Feature branch development

The following provides an example of the feature branching workflow for an existing app.

  • A developer has a new feature encompassing an App.
  • Developer logins to Retool Development Instance (dev.user_domain.com)
  • The developer selects the Protected App, selects Create New Branch, and updates the App and associated Query. When ready, the developer commits the multi-element change and creates a Pull Request, pushing the change to the GitHub repository.
  • The team performs a Pull Request review of the App/Query change by examining the ToolScript zip contents.
  • The team approves the PR that merges this commit to the main branch.

Feature branch deployment

When configuring Retool SCM the admin identifies the branch that Retool monitors for deployment. In feature branch deployment, the last commit on the main branch is what is deployed.

  • Within Retool, the administrator is able to access Settings > Source Control > Deployment Dashboard to see the latest and prior commits. Each target commit is identified by a unique id, Simple Hashing Algorithm (SHA).
  • Selecting Logs, allows an admin to get further detail from Retool’s DeployBot for debugging purposes. It provides deployment details and aligns the deploy to the previous SHA and target SHA. Both of which are viewable by clicking the respective Target commit links.

Feature branch deployment with Release on single instance

NOTE: This feature works on a single instance of Retool.

As was shown in Feature branch deployment, the latest commit on the configured branch (e.g., main) is what is deployed. In order to control the specific commit that is published and viewable by end users, Retool SCM can be combined with Retool Releases. Retool Releases saves the current state of an App allowing an admin to control which commit is made live versus only using the latest commit.

  • When a commit is merged into the main branch, the admin can switch to the main branch in Retool and then select Release > Create new > Releases and History. Here they can specify a description and version to associate with the latest commit. This process is repeated for each commit allowing unique versions to be defined and deployable within Retool.
  • Once the release exists, the admin can select which is live by selecting … > Publish release.

Appendix: Gitflow Branching Strategy

Gitflow Branching Strategy (high-complexity)

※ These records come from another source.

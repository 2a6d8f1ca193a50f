//! Orchestrator: run the three phases in order and summarize.
//!
//! Phases never gate each other. A phase that cannot reach its server reports
//! failed checks and the next phase runs anyway.

use std::sync::Arc;

use crate::client::Connector;
use crate::config::HarnessConfig;
use crate::output::Output;
use crate::phases::{basic_connectivity, credential_sweep, pool_stress, PhaseContext};
use crate::report::Reporter;

pub const TITLE: &str = "wireprobe: MySQL wire conformance";

/// Run every phase against the configured targets.
pub async fn run_all(
    config: &HarnessConfig,
    connector: &dyn Connector,
    reporter: Arc<dyn Reporter>,
    output: &Output,
) {
    let ctx = PhaseContext {
        connector,
        reporter,
        output,
    };

    output.title(TITLE);

    output.section(&format!(
        "Basic connectivity ({})",
        config.basic.target.endpoint
    ));
    let basic = basic_connectivity(&ctx, &config.basic).await;
    if basic.connected {
        output.verbose(&format!(
            "basic: {} queries passed, {} failed",
            basic.queries_passed, basic.queries_failed
        ));
    }

    output.section(&format!("Credentials ({})", config.credentials.endpoint));
    let accepted = credential_sweep(&ctx, &config.credentials).await;
    output.verbose(&format!(
        "credentials: {}/{} accepted",
        accepted,
        config.credentials.users.len()
    ));

    output.section(&format!(
        "Connection pool ({})",
        config.pool.target.endpoint
    ));
    let pool = pool_stress(&ctx, &config.pool).await;
    if pool.timed_out {
        output.verbose("pool: stopped waiting for unfinished tasks");
    }
}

NOTE: Customers requiring Gitflow should work closely with Retool Professional Services

The previous sections outlined the Feature-branching strategy as the most efficient mechanism for Retool development. Some enterprise organizations mandate the use of Gitflow, an alternative branching strategy. In Gitflow, several branches are employed for development, features, production, releases, and hotfixes, as described here with the purpose of aligning the develop and release branches for lower-level environments (e.g., Dev, Test) and the main branch with production. For this discussion, we will omit the release branch to illustrate the use of Git cherry-pick. Git cherry-pick allows an admin to pick specific commits on the develop branch in this example and apply them to the main branch, thus publishing only specific functionality when desired.

The following image, used for demonstration purposes, shows the main branch, a develop branch, and a feature branch. Developers will create feature branches off of the develop branch and when complete will perform a Pull Request into the develop branch. After testing/validation has been performed in develop, the admin selects a commit on the develop branch, uses cherry-pick, and updates the main branch.

Gitflow branching strategy diagram

Gitflow with Cherry pick

For customers employing Gitflow, the following video demonstrates the following:

  • Create a feature branch from develop.
  • Delete a component and commit to feature branch.
  • Create a Pull Request to merge commit to develop branch.
  • Switch to main branch and use cherry-pick to select commit from develop branch and add commit to main branch.